### What you have to do
Look through the data below and extract, unchanged, the lines from the one that contains "pub fn is_retryable(&self)" to the one that contains "impl From<crate::store::StoreError> for", both included.

### Extracted material
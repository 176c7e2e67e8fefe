use super::{types::Config, ConfigError};

/// Deepest shard nesting allowed; each level consumes two of the 32 hex digest characters.
pub const MAX_PATH_LEVELS: usize = 8;

/// Validate configuration
/// Currently validates:
/// - Server port is not 0
/// - Shard depth and cache limits are usable
/// - Peer URLs are http(s)
/// - Jitter range is ordered
pub fn validate_config(config: &Config) -> Result<(), ConfigError> {
    if config.server.port == 0 {
        return Err(ConfigError::ValidationError(
            "server.port cannot be 0".to_string(),
        ));
    }

    if config.storage.path_levels > MAX_PATH_LEVELS {
        return Err(ConfigError::ValidationError(format!(
            "storage.path_levels cannot exceed {}",
            MAX_PATH_LEVELS
        )));
    }

    if config.cache.max_open_writers == 0 {
        return Err(ConfigError::ValidationError(
            "cache.max_open_writers cannot be 0".to_string(),
        ));
    }

    if config.cache.drop_take == 0 {
        return Err(ConfigError::ValidationError(
            "cache.drop_take cannot be 0".to_string(),
        ));
    }

    if config.merge.max_concurrent_buckets == 0 {
        return Err(ConfigError::ValidationError(
            "merge.max_concurrent_buckets cannot be 0".to_string(),
        ));
    }

    for peer in &config.sync.peers {
        if !peer.url.starts_with("http://") && !peer.url.starts_with("https://") {
            return Err(ConfigError::ValidationError(format!(
                "sync peer url must start with http:// or https://: {}",
                peer.url
            )));
        }
    }

    if config.sync.jitter_min_secs > config.sync.jitter_max_secs {
        return Err(ConfigError::ValidationError(
            "sync.jitter_min_secs cannot exceed sync.jitter_max_secs".to_string(),
        ));
    }

    if config.publish.page_size == 0 || config.publish.v1_take == 0 {
        return Err(ConfigError::ValidationError(
            "publish.page_size and publish.v1_take must be positive".to_string(),
        ));
    }

    Ok(())
}
//! Pull replication between nodes.
//!
//! Each configured peer gets a [`SyncReplicator`] that probes the peer's
//! capabilities, drains its delta feed from the saved cursor through the
//! [`MergeEngine`](crate::merge::MergeEngine) and checkpoints progress. The
//! [`SyncPublisher`] answers the same protocol for peers pulling from us.
//!
//! Two protocol generations exist:
//! - v1: flat list of records changed since a time (`/sync/torrents`)
//! - v2: pages of whole buckets since a cursor (`/sync/fdb/torrents`)

mod client;
mod cursor;
mod filter;
mod manager;
mod protocol;
mod publish;
mod replicator;
mod types;

pub use client::{HttpPeerClient, PeerClient};
pub use cursor::{peer_slug, CursorStore, Cursors, FileCursorStore};
pub use filter::SyncFilter;
pub use manager::SyncManager;
pub use protocol::{DrainContext, DrainOutcome, DrainStats, SyncProtocol, V1Protocol, V2Protocol};
pub use publish::SyncPublisher;
pub use replicator::{CycleReport, PeerStatus, SyncReplicator, SyncState};
pub use types::{Collections, SyncConf, V1Item, V1Page, V2Page, WireCollection};

use thiserror::Error;

/// Errors that can occur during replication.
#[derive(Debug, Error)]
pub enum SyncError {
    #[error("Request timed out")]
    Timeout,

    #[error("Connection failed: {0}")]
    ConnectionFailed(String),

    #[error("HTTP {status}: {body}")]
    Status { status: u16, body: String },

    #[error("HTTP error: {0}")]
    Http(String),

    #[error("Malformed payload: {0}")]
    Malformed(String),

    #[error("Store error: {0}")]
    Store(String),

    #[error("Cursor persistence failed: {0}")]
    Cursor(String),
}

impl SyncError {
    /// Network and payload failures are worth another attempt; local ones are not.
    pub fn is_retryable(&self) -> bool {
        matches!(
            self,
            Self::Timeout
                | Self::ConnectionFailed(_)
                | Self::Status { .. }
                | Self::Http(_)
                | Self::Malformed(_)
        )
    }
}

impl From<crate::store::StoreError> for SyncError {
    fn from(e: crate::store::StoreError) -> Self {
        Self::Store(e.to_string())
    }
}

### Exercise answer
    pub fn is_retryable(&self) -> bool {
        matches!(
            self,
            Self::Timeout
                | Self::ConnectionFailed(_)
                | Self::Status { .. }
                | Self::Http(_)
                | Self::Malformed(_)
        )
    }
}

impl From<crate::store::StoreError> for SyncError {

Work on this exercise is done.